Massimo Pupillo: E' un concept, parla di un ragazzo che scopre una spada nella roccia, che a sua volta è stata lasciata lì dall'arcangelo Gabriele duemila anni prima.
Mi prendi in giro?
J: Assolutamente no, questo per noi è un momento epico…
M: E' un viaggio nel cattolicesimo, parla della riscoperta delle nostre radici cristiane e affronta la nostra riconciliazione con il Papa Ratzinger. E' una persona di cui si parla troppo male, dovrebbe essere rivalutato per… per quello che è insomma (ridono, NdA).
E il fatto di dividere il disco in due parti, una più dura e compatta e l'altra più "eterea"?
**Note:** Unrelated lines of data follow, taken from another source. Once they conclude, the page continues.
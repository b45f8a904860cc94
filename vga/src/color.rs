//! # Color Types and Palette
//!
//! Pixels are stored as palette indices, not direct RGB values. The
//! palette maps each index to a 6-bit-per-channel RGB triple, the range
//! the VGA DAC accepts. Changing an entry recolors every pixel already
//! displayed with that index.

/* First 16 colors */
pub const BLACK: u8 = 0x00;
pub const BLUE: u8 = 0x01;
pub const GREEN: u8 = 0x02;
pub const CYAN: u8 = 0x03;
pub const RED: u8 = 0x04;
pub const MAGENTA: u8 = 0x05;
pub const BROWN: u8 = 0x06;
pub const LIGHT_GRAY: u8 = 0x07;
pub const DARK_GRAY: u8 = 0x08;
pub const LIGHT_BLUE: u8 = 0x09;
pub const LIGHT_GREEN: u8 = 0x0A;
pub const LIGHT_CYAN: u8 = 0x0B;
pub const LIGHT_RED: u8 = 0x0C;
pub const LIGHT_MAGENTA: u8 = 0x0D;
pub const YELLOW: u8 = 0x0E;
pub const WHITE: u8 = 0x0F;

/// RGB triple with 6 bits per channel (DAC range 0-63)
#[derive(Debug, Clone, Copy, PartialEq, Eq, Default)]
#[repr(C)]
pub struct Rgb {
    pub r: u8,
    pub g: u8,
    pub b: u8,
}

impl Rgb {
    /// Creates a new triple, clamping each channel to the DAC range
    pub const fn new(r: u8, g: u8, b: u8) -> Self {
        Self {
            r: if r > 63 { 63 } else { r },
            g: if g > 63 { 63 } else { g },
            b: if b > 63 { 63 } else { b },
        }
    }
}

/// Color palette for indexed color modes
#[derive(Clone)]
pub struct Palette {
    colors: [Rgb; 256],
}

impl Palette {
    /// Creates a new palette with all black colors
    pub const fn new() -> Self {
        Self {
            colors: [Rgb::new(0, 0, 0); 256],
        }
    }

    /// Creates the standard 16-color table in the first 16 entries
    pub fn standard16() -> Self {
        let mut palette = Self::new();
        palette.colors[0] = Rgb::new(0, 0, 0);     // Black
        palette.colors[1] = Rgb::new(0, 0, 42);    // Blue
        palette.colors[2] = Rgb::new(0, 42, 0);    // Green
        palette.colors[3] = Rgb::new(0, 42, 42);   // Cyan
        palette.colors[4] = Rgb::new(42, 0, 0);    // Red
        palette.colors[5] = Rgb::new(42, 0, 42);   // Magenta
        palette.colors[6] = Rgb::new(42, 21, 0);   // Brown
        palette.colors[7] = Rgb::new(42, 42, 42);  // Light Gray
        palette.colors[8] = Rgb::new(21, 21, 21);  // Dark Gray
        palette.colors[9] = Rgb::new(21, 21, 63);  // Light Blue
        palette.colors[10] = Rgb::new(21, 63, 21); // Light Green
        palette.colors[11] = Rgb::new(21, 63, 63); // Light Cyan
        palette.colors[12] = Rgb::new(63, 21, 21); // Light Red
        palette.colors[13] = Rgb::new(63, 21, 63); // Light Magenta
        palette.colors[14] = Rgb::new(63, 63, 21); // Yellow
        palette.colors[15] = Rgb::new(63, 63, 63); // White
        palette
    }

    /// Gets a color from the palette
    pub fn get(&self, index: u8) -> Rgb {
        self.colors[index as usize]
    }

    /// Sets a color in the palette
    pub fn set(&mut self, index: u8, color: Rgb) {
        self.colors[index as usize] = color;
    }
}

impl Default for Palette {
    fn default() -> Self {
        Self::standard16()
    }
}

#[cfg(test)]
mod tests {
    use super::*;

    #[test]
    fn test_channels_clamped_to_dac_range() {
        let rgb = Rgb::new(200, 64, 63);
        assert_eq!(rgb, Rgb::new(63, 63, 63));
    }

    #[test]
    fn test_standard_palette_endpoints() {
        let palette = Palette::default();
        assert_eq!(palette.get(BLACK), Rgb::new(0, 0, 0));
        assert_eq!(palette.get(WHITE), Rgb::new(63, 63, 63));
        assert_eq!(palette.get(YELLOW), Rgb::new(63, 63, 21));
        // Entries past the fixed 16 default to black
        assert_eq!(palette.get(16), Rgb::new(0, 0, 0));
        assert_eq!(palette.get(255), Rgb::new(0, 0, 0));
    }

    #[test]
    fn test_set_then_get() {
        let mut palette = Palette::new();
        palette.set(42, Rgb::new(10, 20, 30));
        assert_eq!(palette.get(42), Rgb::new(10, 20, 30));
    }
}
Giulio Favero: E' una cosa che spesso viene travisata, la tracklist dei dischi solitamente si fa alla fine, al momento del mastering. Si spendono sempre molte energie nel migliorare il suono di ogni singolo brano mentre all'ordinare le varie canzoni si dedica il tempo che rimane, che di solito è pochissimo.
J: Non è stato pensato in quest'ottica ma quello che dici è vero, me ne sono accorto la prima volta che l'ho ascoltato per intero.
In effetti era solo una delle possibili interpretazioni… cosa c'entra Ratzinger?
M: Ancora… Stiamo riprendendo il catechismo, abbiamo davvero sentito questa riconciliazione con Cristo (Ridono tutti, NdA). E' un bel momento per noi, troppe volte il rock e la cristianità sono state lontane.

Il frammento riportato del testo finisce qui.